Iu Teixidó’s life is like that of any other 15-year-old. He studies, he plays football, he has no limitations. Not to have, he doesn’t even have scars. Only routine checks indicate that the boy had heart surgery less than two months ago, but only two incisions of 8 and 10 millimeters were made.

Minimally invasive heart surgery or using robotic technology was until now reserved for adult patients. This has changed. The Sant Joan de Déu hospital, in Barcelona, ??has performed interventions of this kind on children for the first time in Spain. And they have been a success: less admission time, much faster recovery and absence of scars.

This pioneering surgical program is part of the new alliance between Clínic and Sant Joan de Déu hospitals for the establishment of the Center for Congenital Pathologies, which will be in charge of monitoring patients throughout their life, from birth to old age . Based in both hospitals, the center has a team of 23 professionals that includes cardiologists, cardiovascular surgeons, pediatricians and anaesthesiologists.

“We are making great progress in comprehensive and integrated care for these patients throughout their lives”, explained the Minister of Health, Manel Balcells, at the presentation of the new centre. Every year, 600 children are born in Catalonia with congenital pathologies that require treatment, he emphasized. Among the creatures with these malformations in the heart and large vessels, a third are serious cases and another third require surgery in the first year of life, explains surgeon Daniel Pereda, director of the center. About 10,000 adults live in Catalonia with congenital malformations, a pathology that affects 1% of births. Thanks to the advances of recent decades, 95% reach adulthood, but with very specific needs.
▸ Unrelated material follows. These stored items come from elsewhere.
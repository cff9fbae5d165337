use std::fmt;

/// Errors surfaced while adding or ordering sources.
#[derive(Debug, Clone, PartialEq, Eq)]
pub enum ResolveError {
    /// A source could not be loaded or understood. The key names the file.
    Key { key: String, message: String },
    /// `resolve_only` was asked for an export no added file provides.
    UnresolvedExport { path: String },
}

impl fmt::Display for ResolveError {
    fn fmt(&self, f: &mut fmt::Formatter<'_>) -> fmt::Result {
        match self {
            ResolveError::Key { key, message } => write!(f, "{key}: {message}"),
            ResolveError::UnresolvedExport { path } => {
                write!(f, "export does not exist: {path}")
            }
        }
    }
}

impl std::error::Error for ResolveError {}
//! Flat storage for values, references and closures, plus unification.

use smallvec::SmallVec;

use super::value::{Closure, ClosureId, PropMap, RefId, Reference, Value, ValueId};

#[derive(Default)]
pub struct Arena {
    values: Vec<Value>,
    refs: Vec<Reference>,
    closures: Vec<Closure>,
}

impl Arena {
    pub fn new() -> Arena {
        Arena::default()
    }

    pub fn alloc_value(&mut self, v: Value) -> ValueId {
        let id = ValueId(self.values.len() as u32);
        self.values.push(v);
        id
    }

    pub fn alloc_ref(&mut self, r: Reference) -> RefId {
        let id = RefId(self.refs.len() as u32);
        self.refs.push(r);
        id
    }

    pub fn alloc_closure(&mut self, c: Closure) -> ClosureId {
        let id = ClosureId(self.closures.len() as u32);
        self.closures.push(c);
        id
    }

    /// Chase `forward` links to the surviving value, compressing the path.
    pub fn resolve(&mut self, mut id: ValueId) -> ValueId {
        let mut root = id;
        while let Some(next) = self.values[root.index()].forward {
            root = next;
        }
        while let Some(next) = self.values[id.index()].forward {
            self.values[id.index()].forward = Some(root);
            id = next;
        }
        root
    }

    /// Immutable access. Callers must pass a resolved id when they care about
    /// merged state.
    pub fn value(&self, id: ValueId) -> &Value {
        &self.values[id.index()]
    }

    pub fn value_mut(&mut self, id: ValueId) -> &mut Value {
        &mut self.values[id.index()]
    }

    pub fn reference(&self, id: RefId) -> &Reference {
        &self.refs[id.index()]
    }

    pub fn reference_mut(&mut self, id: RefId) -> &mut Reference {
        &mut self.refs[id.index()]
    }

    pub fn closure(&self, id: ClosureId) -> &Closure {
        &self.closures[id.index()]
    }

    pub fn closure_mut(&mut self, id: ClosureId) -> &mut Closure {
        &mut self.closures[id.index()]
    }

    /// The resolved value a reference currently points at. Caches the
    /// resolution back into the reference.
    pub fn ref_value(&mut self, r: RefId) -> ValueId {
        let v = self.refs[r.index()].value;
        let v = self.resolve(v);
        self.refs[r.index()].value = v;
        v
    }

    /// Own-property lookup, no prototype walk.
    pub fn own_property(&mut self, obj: ValueId, name: &str) -> Option<RefId> {
        let obj = self.resolve(obj);
        self.values[obj.index()]
            .props
            .as_ref()
            .and_then(|p| p.get(name).copied())
    }

    /// Property lookup through the prototype chain. Cycles in the chain are
    /// possible after unification, so visited values are tracked.
    pub fn get_property(&mut self, obj: ValueId, name: &str) -> Option<RefId> {
        let mut cur = self.resolve(obj);
        let mut seen: SmallVec<[ValueId; 8]> = SmallVec::new();
        loop {
            if seen.contains(&cur) {
                return None;
            }
            seen.push(cur);
            if let Some(props) = self.values[cur.index()].props.as_ref() {
                if let Some(&r) = props.get(name) {
                    return Some(r);
                }
            }
            match self.values[cur.index()].proto {
                Some(p) => cur = self.resolve(p),
                None => return None,
            }
        }
    }

    /// Insert or replace an own property. Creates the property map if the
    /// value never had one.
    pub fn set_property(&mut self, obj: ValueId, name: &str, r: RefId) {
        let obj = self.resolve(obj);
        let v = &mut self.values[obj.index()];
        v.props
            .get_or_insert_with(PropMap::default)
            .insert(name.to_string(), r);
    }

    /// Unify two values: `loser` is forwarded into `winner` and the pair's
    /// state is merged. Every reference that pointed at the loser now
    /// transparently resolves to the winner.
    ///
    /// Conflicting properties are merged recursively, with the already-set
    /// side surviving regardless of which object it came from. A `merging`
    /// flag on each value stops the recursion on cyclic graphs; a skipped
    /// inner merge only loses precision, never facts already recorded.
    pub fn remap(&mut self, winner: ValueId, loser: ValueId) {
        let w = self.resolve(winner);
        let l = self.resolve(loser);
        if w == l {
            return;
        }
        if self.values[w.index()].merging || self.values[l.index()].merging {
            return;
        }
        self.values[w.index()].merging = true;
        self.values[l.index()].merging = true;

        let l_props = self.values[l.index()].props.take();
        let l_proto = self.values[l.index()].proto.take();
        let l_literal = self.values[l.index()].literal.take();
        let l_func = self.values[l.index()].func.take();
        let l_set = self.values[l.index()].is_set;
        let l_required = self.values[l.index()].is_required;
        let l_native = self.values[l.index()].is_native;
        let l_origin = self.values[l.index()].origin;
        let l_required_by = std::mem::take(&mut self.values[l.index()].required_by);
        self.values[l.index()].forward = Some(w);

        {
            let wv = &mut self.values[w.index()];
            wv.is_set |= l_set;
            wv.is_native |= l_native;
            if wv.is_set {
                wv.is_required = false;
            } else {
                wv.is_required |= l_required;
            }
            if wv.origin.is_none() {
                wv.origin = l_origin;
            }
            if wv.literal.is_none() {
                wv.literal = l_literal;
            }
            if wv.func.is_none() {
                wv.func = l_func;
            }
            for k in l_required_by {
                if !wv.required_by.contains(&k) {
                    wv.required_by.push(k);
                }
            }
        }

        if let Some(l_props) = l_props {
            if self.values[w.index()].props.is_none() {
                self.values[w.index()].props = Some(PropMap::default());
            }
            for (name, lref) in l_props {
                let existing = self.values[w.index()]
                    .props
                    .as_ref()
                    .and_then(|p| p.get(&name).copied());
                match existing {
                    Some(wref) => {
                        let wv = self.ref_value(wref);
                        let lv = self.ref_value(lref);
                        if wv != lv {
                            let w_placeholder =
                                self.values[wv.index()].is_required && !self.values[wv.index()].is_set;
                            let l_placeholder =
                                self.values[lv.index()].is_required && !self.values[lv.index()].is_set;
                            if w_placeholder && !l_placeholder {
                                self.remap(lv, wv);
                            } else {
                                self.remap(wv, lv);
                            }
                        }
                        if self.refs[lref.index()].is_set && !self.refs[wref.index()].is_set {
                            self.refs[wref.index()].is_set = true;
                            self.refs[wref.index()].origin = self.refs[lref.index()].origin;
                        }
                    }
                    None => {
                        // A placeholder the loser carried may already be
                        // satisfied somewhere in the winner's prototype
                        // chain. Resolve it before adopting the property so
                        // deferred calls hanging off it can fire.
                        let lv = self.ref_value(lref);
                        if !self.values[lv.index()].is_set {
                            if let Some(cref) = self.get_property(w, &name) {
                                let cv = self.ref_value(cref);
                                if self.values[cv.index()].is_set && cv != lv {
                                    self.remap(cv, lv);
                                }
                            }
                        }
                        self.values[w.index()]
                            .props
                            .as_mut()
                            .expect("prop map created above")
                            .insert(name, lref);
                    }
                }
            }
        }

        match (self.values[w.index()].proto, l_proto) {
            (Some(wp), Some(lp)) => self.remap(wp, lp),
            (None, Some(lp)) => self.values[w.index()].proto = Some(lp),
            _ => {}
        }

        self.values[w.index()].merging = false;
        self.values[l.index()].merging = false;
    }
}

#[cfg(test)]
mod tests {
    use super::*;
    use crate::core::value::Literal;

    fn object(arena: &mut Arena) -> ValueId {
        let mut v = Value::default();
        v.props = Some(PropMap::default());
        v.is_set = true;
        arena.alloc_value(v)
    }

    fn placeholder(arena: &mut Arena) -> ValueId {
        let mut v = Value::default();
        v.props = Some(PropMap::default());
        v.is_required = true;
        arena.alloc_value(v)
    }

    #[test]
    fn remap_forwards_old_references() {
        let mut arena = Arena::new();
        let old = placeholder(&mut arena);
        let r = arena.alloc_ref(Reference::new(old, false));
        let new = object(&mut arena);
        arena.remap(new, old);
        assert_eq!(arena.ref_value(r), new);
        assert!(arena.value(new).is_set);
        assert!(!arena.value(new).is_required);
    }

    #[test]
    fn remap_merges_placeholder_props_into_winner() {
        let mut arena = Arena::new();
        let old = placeholder(&mut arena);
        let child = placeholder(&mut arena);
        let child_ref = arena.alloc_ref(Reference::new(child, false));
        arena.set_property(old, "init", child_ref);

        let new = object(&mut arena);
        arena.remap(new, old);
        assert_eq!(arena.get_property(new, "init"), Some(child_ref));
    }

    #[test]
    fn conflicting_props_prefer_the_set_side() {
        let mut arena = Arena::new();
        let a = object(&mut arena);
        let b = object(&mut arena);

        let real = object(&mut arena);
        let real_ref = arena.alloc_ref(Reference::new(real, true));
        arena.set_property(a, "x", real_ref);

        let ghost = placeholder(&mut arena);
        let ghost_ref = arena.alloc_ref(Reference::new(ghost, false));
        arena.set_property(b, "x", ghost_ref);

        arena.remap(a, b);
        // Both slots resolve to the real value now.
        let resolved = arena.ref_value(ghost_ref);
        assert_eq!(resolved, arena.ref_value(real_ref));
        assert!(arena.value(resolved).is_set);
    }

    #[test]
    fn remap_survives_cycles() {
        let mut arena = Arena::new();
        let a = object(&mut arena);
        let b = object(&mut arena);
        let ar = arena.alloc_ref(Reference::new(a, true));
        let br = arena.alloc_ref(Reference::new(b, true));
        arena.set_property(a, "next", br);
        arena.set_property(b, "next", ar);
        arena.remap(a, b);
        assert_eq!(arena.resolve(b), a);
    }

    #[test]
    fn prototype_chain_lookup() {
        let mut arena = Arena::new();
        let base = object(&mut arena);
        let lit = arena.alloc_value({
            let mut v = Value::default();
            v.literal = Some(Literal::Num(3.0));
            v.is_set = true;
            v
        });
        let lref = arena.alloc_ref(Reference::new(lit, true));
        arena.set_property(base, "size", lref);

        let derived = object(&mut arena);
        arena.value_mut(derived).proto = Some(base);
        assert_eq!(arena.get_property(derived, "size"), Some(lref));
        assert_eq!(arena.get_property(derived, "missing"), None);
    }

    #[test]
    fn placeholder_prop_resolves_against_winner_chain() {
        let mut arena = Arena::new();
        // Winner is a function-like object with a method on its prototype
        // reachable through `proto`.
        let proto = object(&mut arena);
        let method = object(&mut arena);
        let method_ref = arena.alloc_ref(Reference::new(method, true));
        arena.set_property(proto, "run", method_ref);
        let winner = object(&mut arena);
        arena.value_mut(winner).proto = Some(proto);

        // Loser gathered an unresolved `run` while it was a placeholder.
        let loser = placeholder(&mut arena);
        let ghost = placeholder(&mut arena);
        let ghost_ref = arena.alloc_ref(Reference::new(ghost, false));
        arena.set_property(loser, "run", ghost_ref);

        arena.remap(winner, loser);
        assert_eq!(arena.ref_value(ghost_ref), method);
    }
}
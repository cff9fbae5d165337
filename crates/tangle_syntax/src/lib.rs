//! Shared syntax primitives for the Tangle frontend.
//!
//! Spans, source text with line/column lookup, JavaScript tokens, and the
//! diagnostic type shared by the lexer, parser, and resolver.
mod diagnostic;
mod source;
mod span;
mod token;
mod util;

pub use diagnostic::{Diagnostic, Severity};
pub use source::SourceText;
pub use span::{ByteIndex, Span};
pub use token::{Token, TokenKind};
pub use util::{is_ident_continue, is_ident_start};
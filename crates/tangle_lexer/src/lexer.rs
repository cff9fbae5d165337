//! Lexer implementation.
//!
//! Scans JavaScript source into tokens in a single linear pass, collecting
//! diagnostics instead of failing. Regex literals are disambiguated from
//! division by looking at the last significant token.
use crate::keywords::KEYWORDS;
use tangle_syntax::{Diagnostic, Span, Token, TokenKind, is_ident_start, is_ident_continue};

/// Lexing result.
pub struct LexResult {
    pub tokens: Vec<Token>,
    pub diagnostics: Vec<Diagnostic>,
}

/// JavaScript lexer.
pub struct Lexer<'a> {
    input: &'a str,
    bytes: &'a [u8],
    i: usize,
    tokens: Vec<Token>,
    diagnostics: Vec<Diagnostic>,
    last_kind: Option<TokenKind>,
}

impl<'a> Lexer<'a> {
    /// Create a new lexer.
    pub fn new(input: &'a str) -> Self {
        Self {
            input,
            bytes: input.as_bytes(),
            i: 0,
            tokens: Vec::new(),
            diagnostics: Vec::new(),
            last_kind: None,
        }
    }

    /// Run the lexer and return tokens + diagnostics.
    pub fn lex(mut self) -> LexResult {
        let approx = self.bytes.len().saturating_div(4).max(16);
        self.tokens.reserve(approx);

        while self.i < self.bytes.len() {
            let start = self.i;
            let c = match self.peek_char() {
                Some(c) => c,
                None => break,
            };

            match c {
                ' ' | '\t' | '\r' | '\n' | '\u{0c}' | '\u{0b}' => {
                    self.i += c.len_utf8();
                }
                '/' => {
                    if self.peek_str("//") {
                        self.skip_line_comment();
                    } else if self.peek_str("/*") {
                        self.skip_block_comment(start);
                    } else if self.regex_can_start() {
                        self.lex_regex(start);
                    } else if self.peek_str("/=") {
                        self.i += 2;
                        self.push(TokenKind::SlashEq, start);
                    } else {
                        self.i += 1;
                        self.push(TokenKind::Slash, start);
                    }
                }
                '\'' | '"' => self.lex_string(c),
                '0'..='9' => self.lex_number(),
                '.' => {
                    if self.bytes.get(self.i + 1).is_some_and(|b| b.is_ascii_digit()) {
                        self.lex_number();
                    } else {
                        self.i += 1;
                        self.push(TokenKind::Dot, start);
                    }
                }
                _ if is_ident_start(c) => self.lex_ident_or_keyword(),
                _ => self.lex_punct(c),
            }
        }

        self.tokens.push(Token {
            kind: TokenKind::Eof,
            span: Span::new(self.i as u32, self.i as u32),
        });

        LexResult {
            tokens: self.tokens,
            diagnostics: self.diagnostics,
        }
    }

    /// A `/` starts a regex literal unless the previous significant token
    /// could end an operand (identifier, literal, `)`, `]`, ...).
    fn regex_can_start(&self) -> bool {
        !self.last_kind.is_some_and(|k| k.ends_operand())
    }

    fn skip_line_comment(&mut self) {
        self.i += 2;
        while let Some(ch) = self.peek_char() {
            if ch == '\n' {
                break;
            }
            self.i += ch.len_utf8();
        }
    }

    fn skip_block_comment(&mut self, start: usize) {
        self.i += 2;
        let mut terminated = false;
        while self.i < self.bytes.len() {
            if self.peek_str("*/") {
                self.i += 2;
                terminated = true;
                break;
            }
            let ch = self.peek_char().unwrap();
            self.i += ch.len_utf8();
        }
        if !terminated {
            self.diagnostics.push(Diagnostic::error(
                "unterminated block comment",
                Some(Span::new(start as u32, self.i as u32)),
            ));
        }
    }

    fn lex_string(&mut self, quote: char) {
        let start = self.i;
        self.i += 1;
        while self.i < self.bytes.len() {
            let ch = self.peek_char().unwrap();
            if ch == '\n' || ch == '\r' {
                break;
            }
            if ch == quote {
                self.i += 1;
                self.push(TokenKind::Str, start);
                return;
            }
            if ch == '\\' {
                self.i += 1;
                if let Some(esc) = self.peek_char() {
                    self.i += esc.len_utf8();
                }
                continue;
            }
            self.i += ch.len_utf8();
        }
        self.diagnostics.push(Diagnostic::error(
            "unterminated string literal",
            Some(Span::new(start as u32, self.i as u32)),
        ));
        self.push(TokenKind::Str, start);
    }

    fn lex_regex(&mut self, start: usize) {
        self.i += 1;
        let mut in_class = false;
        let mut terminated = false;
        while self.i < self.bytes.len() {
            let ch = self.peek_char().unwrap();
            if ch == '\n' || ch == '\r' {
                break;
            }
            if ch == '\\' {
                self.i += 1;
                if let Some(esc) = self.peek_char() {
                    self.i += esc.len_utf8();
                }
                continue;
            }
            if ch == '[' {
                in_class = true;
            } else if ch == ']' {
                in_class = false;
            } else if ch == '/' && !in_class {
                self.i += 1;
                terminated = true;
                break;
            }
            self.i += ch.len_utf8();
        }
        if !terminated {
            self.diagnostics.push(Diagnostic::error(
                "unterminated regular expression literal",
                Some(Span::new(start as u32, self.i as u32)),
            ));
        }
        // flags
        while let Some(ch) = self.peek_char() {
            if is_ident_continue(ch) {
                self.i += ch.len_utf8();
            } else {
                break;
            }
        }
        self.push(TokenKind::Regex, start);
    }

    fn lex_number(&mut self) {
        let start = self.i;
        if self.peek_str("0x") || self.peek_str("0X") {
            self.i += 2;
            let mut digits = 0usize;
            while self
                .peek_char()
                .is_some_and(|ch| ch.is_ascii_hexdigit())
            {
                self.i += 1;
                digits += 1;
            }
            if digits == 0 {
                self.diagnostics.push(Diagnostic::error(
                    "missing hexadecimal digits",
                    Some(Span::new(start as u32, self.i as u32)),
                ));
            }
            self.push(TokenKind::Num, start);
            return;
        }

        while self.peek_char().is_some_and(|ch| ch.is_ascii_digit()) {
            self.i += 1;
        }
        if self.peek_char() == Some('.') {
            self.i += 1;
            while self.peek_char().is_some_and(|ch| ch.is_ascii_digit()) {
                self.i += 1;
            }
        }
        if matches!(self.peek_char(), Some('e' | 'E')) {
            let exp_start = self.i;
            self.i += 1;
            if matches!(self.peek_char(), Some('+' | '-')) {
                self.i += 1;
            }
            let mut digits = 0usize;
            while self.peek_char().is_some_and(|ch| ch.is_ascii_digit()) {
                self.i += 1;
                digits += 1;
            }
            if digits == 0 {
                self.i = exp_start;
            }
        }
        self.push(TokenKind::Num, start);
    }

    fn lex_ident_or_keyword(&mut self) {
        let start = self.i;
        self.i += self.peek_char().unwrap().len_utf8();
        while self.peek_char().is_some_and(is_ident_continue) {
            self.i += self.peek_char().unwrap().len_utf8();
        }
        let s = &self.input[start..self.i];
        let kind = KEYWORDS.get(s).copied().unwrap_or(TokenKind::Ident);
        self.push(kind, start);
    }

    fn lex_punct(&mut self, c: char) {
        let start = self.i;
        let kind = match c {
            '(' => self.one(TokenKind::LParen),
            ')' => self.one(TokenKind::RParen),
            '[' => self.one(TokenKind::LBracket),
            ']' => self.one(TokenKind::RBracket),
            '{' => self.one(TokenKind::LBrace),
            '}' => self.one(TokenKind::RBrace),
            ',' => self.one(TokenKind::Comma),
            ';' => self.one(TokenKind::Semi),
            ':' => self.one(TokenKind::Colon),
            '?' => self.one(TokenKind::Question),
            '~' => self.one(TokenKind::Tilde),
            '+' => {
                if self.peek_str("++") {
                    self.take(2, TokenKind::PlusPlus)
                } else if self.peek_str("+=") {
                    self.take(2, TokenKind::PlusEq)
                } else {
                    self.one(TokenKind::Plus)
                }
            }
            '-' => {
                if self.peek_str("--") {
                    self.take(2, TokenKind::MinusMinus)
                } else if self.peek_str("-=") {
                    self.take(2, TokenKind::MinusEq)
                } else {
                    self.one(TokenKind::Minus)
                }
            }
            '*' => {
                if self.peek_str("*=") {
                    self.take(2, TokenKind::StarEq)
                } else {
                    self.one(TokenKind::Star)
                }
            }
            '%' => {
                if self.peek_str("%=") {
                    self.take(2, TokenKind::PercentEq)
                } else {
                    self.one(TokenKind::Percent)
                }
            }
            '&' => {
                if self.peek_str("&&") {
                    self.take(2, TokenKind::AmpAmp)
                } else if self.peek_str("&=") {
                    self.take(2, TokenKind::AmpEq)
                } else {
                    self.one(TokenKind::Amp)
                }
            }
            '|' => {
                if self.peek_str("||") {
                    self.take(2, TokenKind::PipePipe)
                } else if self.peek_str("|=") {
                    self.take(2, TokenKind::PipeEq)
                } else {
                    self.one(TokenKind::Pipe)
                }
            }
            '^' => {
                if self.peek_str("^=") {
                    self.take(2, TokenKind::CaretEq)
                } else {
                    self.one(TokenKind::Caret)
                }
            }
            '<' => {
                if self.peek_str("<<=") {
                    self.take(3, TokenKind::ShlEq)
                } else if self.peek_str("<<") {
                    self.take(2, TokenKind::Shl)
                } else if self.peek_str("<=") {
                    self.take(2, TokenKind::Le)
                } else {
                    self.one(TokenKind::Lt)
                }
            }
            '>' => {
                if self.peek_str(">>>=") {
                    self.take(4, TokenKind::UShrEq)
                } else if self.peek_str(">>>") {
                    self.take(3, TokenKind::UShr)
                } else if self.peek_str(">>=") {
                    self.take(3, TokenKind::ShrEq)
                } else if self.peek_str(">>") {
                    self.take(2, TokenKind::Shr)
                } else if self.peek_str(">=") {
                    self.take(2, TokenKind::Ge)
                } else {
                    self.one(TokenKind::Gt)
                }
            }
            '=' => {
                if self.peek_str("===") {
                    self.take(3, TokenKind::EqEqEq)
                } else if self.peek_str("==") {
                    self.take(2, TokenKind::EqEq)
                } else {
                    self.one(TokenKind::Eq)
                }
            }
            '!' => {
                if self.peek_str("!==") {
                    self.take(3, TokenKind::NeStrict)
                } else if self.peek_str("!=") {
                    self.take(2, TokenKind::Ne)
                } else {
                    self.one(TokenKind::Bang)
                }
            }
            _ => {
                self.i += c.len_utf8();
                self.diagnostics.push(Diagnostic::error(
                    format!("unexpected character `{c}`"),
                    Some(Span::new(start as u32, self.i as u32)),
                ));
                return;
            }
        };
        self.push(kind, start);
    }

    fn one(&mut self, kind: TokenKind) -> TokenKind {
        self.i += 1;
        kind
    }

    fn take(&mut self, n: usize, kind: TokenKind) -> TokenKind {
        self.i += n;
        kind
    }

    fn push(&mut self, kind: TokenKind, start: usize) {
        self.tokens.push(Token {
            kind,
            span: Span::new(start as u32, self.i as u32),
        });
        self.last_kind = Some(kind);
    }

    fn peek_char(&self) -> Option<char> {
        self.input[self.i..].chars().next()
    }

    fn peek_str(&self, s: &str) -> bool {
        self.input[self.i..].starts_with(s)
    }
}

#[cfg(test)]
mod tests {
    use super::*;

    fn kinds(src: &str) -> Vec<TokenKind> {
        let lex = Lexer::new(src).lex();
        assert!(lex.diagnostics.is_empty(), "{:?}", lex.diagnostics);
        lex.tokens.iter().map(|t| t.kind).collect()
    }

    #[test]
    fn keywords_and_idents() {
        assert_eq!(
            kinds("var foo = function() {};"),
            vec![
                TokenKind::KwVar,
                TokenKind::Ident,
                TokenKind::Eq,
                TokenKind::KwFunction,
                TokenKind::LParen,
                TokenKind::RParen,
                TokenKind::LBrace,
                TokenKind::RBrace,
                TokenKind::Semi,
                TokenKind::Eof,
            ]
        );
    }

    #[test]
    fn regex_vs_division() {
        // After an identifier, `/` is division.
        assert_eq!(
            kinds("a / b"),
            vec![TokenKind::Ident, TokenKind::Slash, TokenKind::Ident, TokenKind::Eof]
        );
        // After `=`, `/` starts a regex literal.
        assert_eq!(
            kinds("a = /b[/]c/g"),
            vec![TokenKind::Ident, TokenKind::Eq, TokenKind::Regex, TokenKind::Eof]
        );
    }

    #[test]
    fn numbers() {
        assert_eq!(
            kinds("0 1.5 0xff 1e3 .25"),
            vec![
                TokenKind::Num,
                TokenKind::Num,
                TokenKind::Num,
                TokenKind::Num,
                TokenKind::Num,
                TokenKind::Eof
            ]
        );
    }

    #[test]
    fn strings_and_comments() {
        assert_eq!(
            kinds("'a\\'b' \"c\" // line\n/* block */ d"),
            vec![TokenKind::Str, TokenKind::Str, TokenKind::Ident, TokenKind::Eof]
        );
    }

    #[test]
    fn unterminated_string_is_diagnostic_not_panic() {
        let lex = Lexer::new("var a = 'oops").lex();
        assert!(lex.diagnostics.iter().any(|d| d.is_error()));
    }

    #[test]
    fn maximal_munch_operators() {
        assert_eq!(
            kinds("a >>>= b === c !== d"),
            vec![
                TokenKind::Ident,
                TokenKind::UShrEq,
                TokenKind::Ident,
                TokenKind::EqEqEq,
                TokenKind::Ident,
                TokenKind::NeStrict,
                TokenKind::Ident,
                TokenKind::Eof
            ]
        );
    }
}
Minimally invasive surgery or with the help of robotics is common in adults. The Clinic accumulates 243 interventions with these technologies, which avoid opening the entire thorax and fracturing the sternum: only very small incisions are made to access the organs.

The measurements of the instrument, designed for adults, and of the patients has been making it difficult to apply this technology to children. But now professionals have challenged the limits ihan done the first five pediatric operations. The first patient with robotic surgery was a 13-year-old girl from the Basque Country. The second, the Catalan Iu Teixidó.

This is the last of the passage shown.